Mentre la Marina cinese è ora solida in termini di flotta di superficie, con una flotta composta da 5 incrociatori tipo 055 e 25 cacciatorpediniere Type 052D in linea, più un centinaio di fregate e corvette, rimane minacciato da sottomarini americani ma anche giapponesi, sudcoreani e persino australiani (in un lontano, lontanissimo futuro...), come mostrato lo schianto della USS Connecticut nel Mar Cinese due mesi fa. Sebbene siano state adottate misure a medio termine, come il graduale arrivo di nuovi sottomarini tipo 039C ou l'eventuale sostituzione delle prime 20 corvette Tipo 056 attraverso un modello con maggiori prestazioni di rilevamento antisommergibile, è presente la necessità di rafforzare la difesa antisommergibile nel Mar Cinese Meridionale e nel Taiwan Pass, e richiede misure immediate.

È probabilmente con questo in mente che le forze aeree navali cinesi hanno effettuato un'esercitazione navale di lancio di mine la scorsa settimana utilizzando i loro nuovi bombardieri a lungo raggio H-6J, durante un'esercitazione combinata di estrazione mineraria e bombardamento convenzionale, secondo il sito statale GlobalTimes.cn citando un servizio del 7° canale televisivo cinese, dedicato alle forze armate. Di tutti i metodi di guerra antisommergibile, l'estrazione di accessi navali è senza dubbio quello che può potenzialmente porre i maggiori problemi per i sottomarini americani e alleati. Per natura passiva, le mine sottomarine sono molto difficili da individuare per un sommergibile in immersione cercando di rimanere il più discreto possibile. D'altra parte, sono efficaci solo in aree di passaggio relativamente strette e poco profonde, come negli stretti.

Secondo le osservazioni, almeno due sottomarini Tipo 039C, con un chiosco dalle forme caratteristiche, sono ad oggi in mare.

Tuttavia, data la particolare geografia del Mar Cinese Meridionale e della Detroit di Taiwan, questo metodo, certamente un po' arcaico, può rivelarsi molto efficace nel tenere a bada i sottomarini occidentali, chiudendo alcune chiavi di stretto, in particolare quelle che danno accesso al Mare di Sulu lungo la costa filippina, anche bloccando alcuni passaggi tra le isole giapponesi di Okinawa e Amami-Oshima, consentendo alla Marina cinese di concentrare le proprie risorse di superficie, sottomarini e antisommergibili aerei sugli spazi rimanenti, senza doversi disperdere eccessivamente. Una tale soluzione può essere considerata anche per minare rapidamente le coste orientali di Taiwan se l'isola dovesse essere catturata dalle forze cinesi, così da impedire una controffensiva anfibia alleata.

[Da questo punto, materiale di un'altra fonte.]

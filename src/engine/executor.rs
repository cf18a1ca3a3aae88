//! Batch executor implementation

use std::cell::{Cell, RefCell};
use std::collections::{HashMap, VecDeque};
use std::fmt;

use tracing::{debug, trace, warn};

use crate::engine::metrics;
use crate::loader::{Loader, LoaderKey, LoaderRef};
use crate::promise::BatchFuture;
use crate::{BatchError, Result};

/// The batch execution scheduler for one execution context.
///
/// Owns the insertion-ordered registry of pending loaders and the loading
/// flag, and drives resolution one tick at a time. A single instance serves
/// one logical request or task; instances are never shared across threads
/// (see [`Executor::current`] for the per-thread singleton).
///
/// Interior mutability is deliberate: loaders receive `&Executor` during
/// resolution and may register further loaders or reenter `wait`, so every
/// operation takes `&self` and no registry borrow is held across a
/// `resolve` call.
pub struct Executor {
    /// Resolution order, front-popped only
    queue: RefCell<VecDeque<LoaderKey>>,

    /// Registered loaders by identity, keys unique
    loaders: RefCell<HashMap<LoaderKey, LoaderRef>>,

    /// True only while a loader's `resolve` runs via `tick`
    loading: Cell<bool>,
}

impl Executor {
    /// Create an executor with an empty registry
    pub fn new() -> Self {
        Self {
            queue: RefCell::new(VecDeque::new()),
            loaders: RefCell::new(HashMap::new()),
            loading: Cell::new(false),
        }
    }

    /// Append a loader to the registry, keyed by its identity.
    ///
    /// Idempotent: if a loader with the same key is already registered, the
    /// existing instance is returned and its queue position is unchanged.
    pub fn register(&self, loader: LoaderRef) -> LoaderRef {
        let key = loader.key();
        let mut loaders = self.loaders.borrow_mut();
        if let Some(existing) = loaders.get(&key) {
            trace!(%key, "loader already registered");
            return existing.clone();
        }

        debug!(%key, "registering loader");
        loaders.insert(key.clone(), loader.clone());
        self.queue.borrow_mut().push_back(key.clone());
        metrics::record_registration(&key);
        metrics::set_registry_depth(loaders.len());
        loader
    }

    /// Look up a registered loader by identity without mutating the registry
    pub fn get(&self, key: &LoaderKey) -> Option<LoaderRef> {
        self.loaders.borrow().get(key).cloned()
    }

    /// Number of loaders currently queued for resolution
    pub fn len(&self) -> usize {
        self.queue.borrow().len()
    }

    /// True when no loaders are queued
    pub fn is_empty(&self) -> bool {
        self.queue.borrow().is_empty()
    }

    /// True while a loader's `resolve` is running via [`tick`](Self::tick).
    ///
    /// Instrumentation reads this to tell batched resolution apart from
    /// incidental unbatched work, e.g. to flag suspicious per-item fetches.
    pub fn is_loading(&self) -> bool {
        self.loading.get()
    }

    /// Remove and return the earliest-registered loader, or `None` when the
    /// registry is empty.
    pub fn shift(&self) -> Option<(LoaderKey, LoaderRef)> {
        let key = self.queue.borrow_mut().pop_front()?;
        let loader = self.loaders.borrow_mut().remove(&key)?;
        metrics::set_registry_depth(self.loaders.borrow().len());
        Some((key, loader))
    }

    /// Perform one resolution step: pop the earliest loader and resolve it,
    /// with the loading flag raised for the duration.
    ///
    /// The flag is restored to its prior value (not unconditionally false),
    /// so ticks nested inside another loader's resolution observe and restore
    /// their own level correctly. An empty registry makes `tick` a no-op.
    /// Loader errors propagate unmodified.
    pub fn tick(&self) -> Result<()> {
        let _guard = LoadingGuard::set(&self.loading, true);
        match self.shift() {
            Some((key, loader)) => {
                trace!(%key, "resolving loader");
                metrics::record_tick();
                loader.resolve(self)
            }
            None => Ok(()),
        }
    }

    /// Drive the scheduler until `future` settles or no work remains.
    ///
    /// Ticks while the future is pending and the registry is non-empty. If
    /// the registry drains with the future still pending, no registered
    /// loader was responsible for it — a loader bug — and the future is
    /// rejected with [`BatchError::BrokenFuture`]. `wait` itself still
    /// returns `Ok(())` in that case; the rejection belongs to the future's
    /// consumer. Loader errors propagate.
    pub fn wait(&self, future: &dyn BatchFuture) -> Result<()> {
        while future.is_pending() && !self.is_empty() {
            self.tick()?;
        }
        if future.is_pending() {
            warn!("registry drained with the awaited future still pending");
            metrics::record_broken_future();
            future.reject(BatchError::BrokenFuture(
                "future was never fulfilled after all pending loaders resolved".to_string(),
            ));
        }
        Ok(())
    }

    /// Drain the registry unconditionally, resolving every queued loader in
    /// FIFO order. Used when no single future is awaited but all pending
    /// batched work must complete, e.g. an end-of-request flush.
    pub fn wait_all(&self) -> Result<()> {
        while !self.is_empty() {
            self.tick()?;
        }
        Ok(())
    }

    /// Empty the registry without resolving anything.
    ///
    /// Futures the discarded loaders would have fulfilled remain pending
    /// forever; callers must not depend on them after `clear`. Used to
    /// discard stale state between isolated executions sharing a context.
    pub fn clear(&self) {
        let discarded = self.queue.borrow().len();
        self.queue.borrow_mut().clear();
        self.loaders.borrow_mut().clear();
        metrics::set_registry_depth(0);
        if discarded > 0 {
            debug!(discarded, "cleared pending loaders without resolving");
        }
    }

    /// Run `f` with the loading flag forced false, restoring the prior value
    /// on every exit path, including unwinding.
    ///
    /// Work performed from inside a loader's `resolve` is conceptually
    /// "loading", but ad hoc unbatched operations issued there should not be
    /// reported as part of a batch. `defer` lets that nested work read as
    /// ordinary unbatched activity for instrumentation.
    pub fn defer<F, T>(&self, f: F) -> T
    where
        F: FnOnce() -> T,
    {
        let _guard = LoadingGuard::set(&self.loading, false);
        f()
    }
}

impl Default for Executor {
    fn default() -> Self {
        Self::new()
    }
}

impl fmt::Debug for Executor {
    fn fmt(&self, f: &mut fmt::Formatter<'_>) -> fmt::Result {
        f.debug_struct("Executor")
            .field("pending", &self.len())
            .field("loading", &self.loading.get())
            .finish()
    }
}

/// Save/restore guard for the loading flag. Restoring on drop keeps the flag
/// correct across nested ticks, `defer` blocks, and unwinding.
struct LoadingGuard<'a> {
    flag: &'a Cell<bool>,
    prior: bool,
}

impl<'a> LoadingGuard<'a> {
    fn set(flag: &'a Cell<bool>, value: bool) -> Self {
        let prior = flag.replace(value);
        Self { flag, prior }
    }
}

impl Drop for LoadingGuard<'_> {
    fn drop(&mut self) {
        self.flag.set(self.prior);
    }
}

#[cfg(test)]
mod tests {
    use std::cell::RefCell;
    use std::panic::{catch_unwind, AssertUnwindSafe};
    use std::rc::Rc;

    use super::*;
    use crate::promise::Promise;

    struct NamedLoader {
        name: String,
        log: Rc<RefCell<Vec<String>>>,
    }

    impl Loader for NamedLoader {
        fn key(&self) -> LoaderKey {
            LoaderKey::with_group::<NamedLoader>(self.name.clone())
        }

        fn resolve(&self, _executor: &Executor) -> Result<()> {
            self.log.borrow_mut().push(self.name.clone());
            Ok(())
        }
    }

    fn named(name: &str, log: &Rc<RefCell<Vec<String>>>) -> LoaderRef {
        Rc::new(NamedLoader {
            name: name.to_string(),
            log: log.clone(),
        })
    }

    #[test]
    fn test_new_executor_is_idle() {
        let executor = Executor::new();
        assert!(executor.is_empty());
        assert_eq!(executor.len(), 0);
        assert!(!executor.is_loading());
    }

    #[test]
    fn test_tick_on_empty_registry_is_noop() {
        let executor = Executor::new();
        executor.tick().expect("empty tick should succeed");
        assert!(executor.is_empty());
        assert!(!executor.is_loading());
    }

    #[test]
    fn test_shift_pops_in_registration_order() {
        let executor = Executor::new();
        let log = Rc::new(RefCell::new(Vec::new()));
        executor.register(named("a", &log));
        executor.register(named("b", &log));

        let (first, _) = executor.shift().expect("registry should be non-empty");
        assert_eq!(first.group(), Some("a"));
        let (second, _) = executor.shift().expect("registry should be non-empty");
        assert_eq!(second.group(), Some("b"));
        assert!(executor.shift().is_none());
    }

    #[test]
    fn test_defer_restores_flag_on_panic() {
        let executor = Executor::new();
        executor.loading.set(true);

        let result = catch_unwind(AssertUnwindSafe(|| {
            executor.defer(|| {
                assert!(!executor.is_loading());
                panic!("inner work failed");
            })
        }));

        assert!(result.is_err());
        assert!(executor.is_loading());
    }

    #[test]
    fn test_wait_on_settled_future_ticks_nothing() {
        let executor = Executor::new();
        let log = Rc::new(RefCell::new(Vec::new()));
        executor.register(named("queued", &log));

        let settled = Promise::new();
        settled.fulfill(());
        executor.wait(&settled).expect("wait should succeed");

        // Loop condition failed immediately; the queued loader never ran.
        assert_eq!(executor.len(), 1);
        assert!(log.borrow().is_empty());
    }
}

D'altra parte, l'attuazione di tale strategia presuppone di aver precedentemente ottenuto la totale superiorità aerea sullo spazio aereo interessato, nonché l'eliminazione di tutte le difese antiaeree dell'avversario. Infatti, il lancio di mine sottomarine presuppone che il velivolo evolva vicino alla superficie, a velocità relativamente lenta, rendendolo un bersaglio privilegiato per la caccia o, se necessario, per la difesa antiaerea avversaria. Resta il fatto che il fatto che le forze aeree navali si preparino apertamente a questo tipo di manovra, e addirittura la promuovano pubblicamente, appare senza dubbio come un messaggio rivolto alla Marina degli Stati Uniti oltre che ai suoi alleati, per mettere in guardia contro la potenziale presenza di questo tipo di miniera ora nel Mar Cinese Meridionale. Non c'è dubbio che questo messaggio sarà stato ascoltato a Washington, la perdita di un sottomarino nucleare occidentale distrutto da una mina sottomarina cinese che costituisce, in questi tempi di tensione, un potenziale casus belli tra le due superpotenze.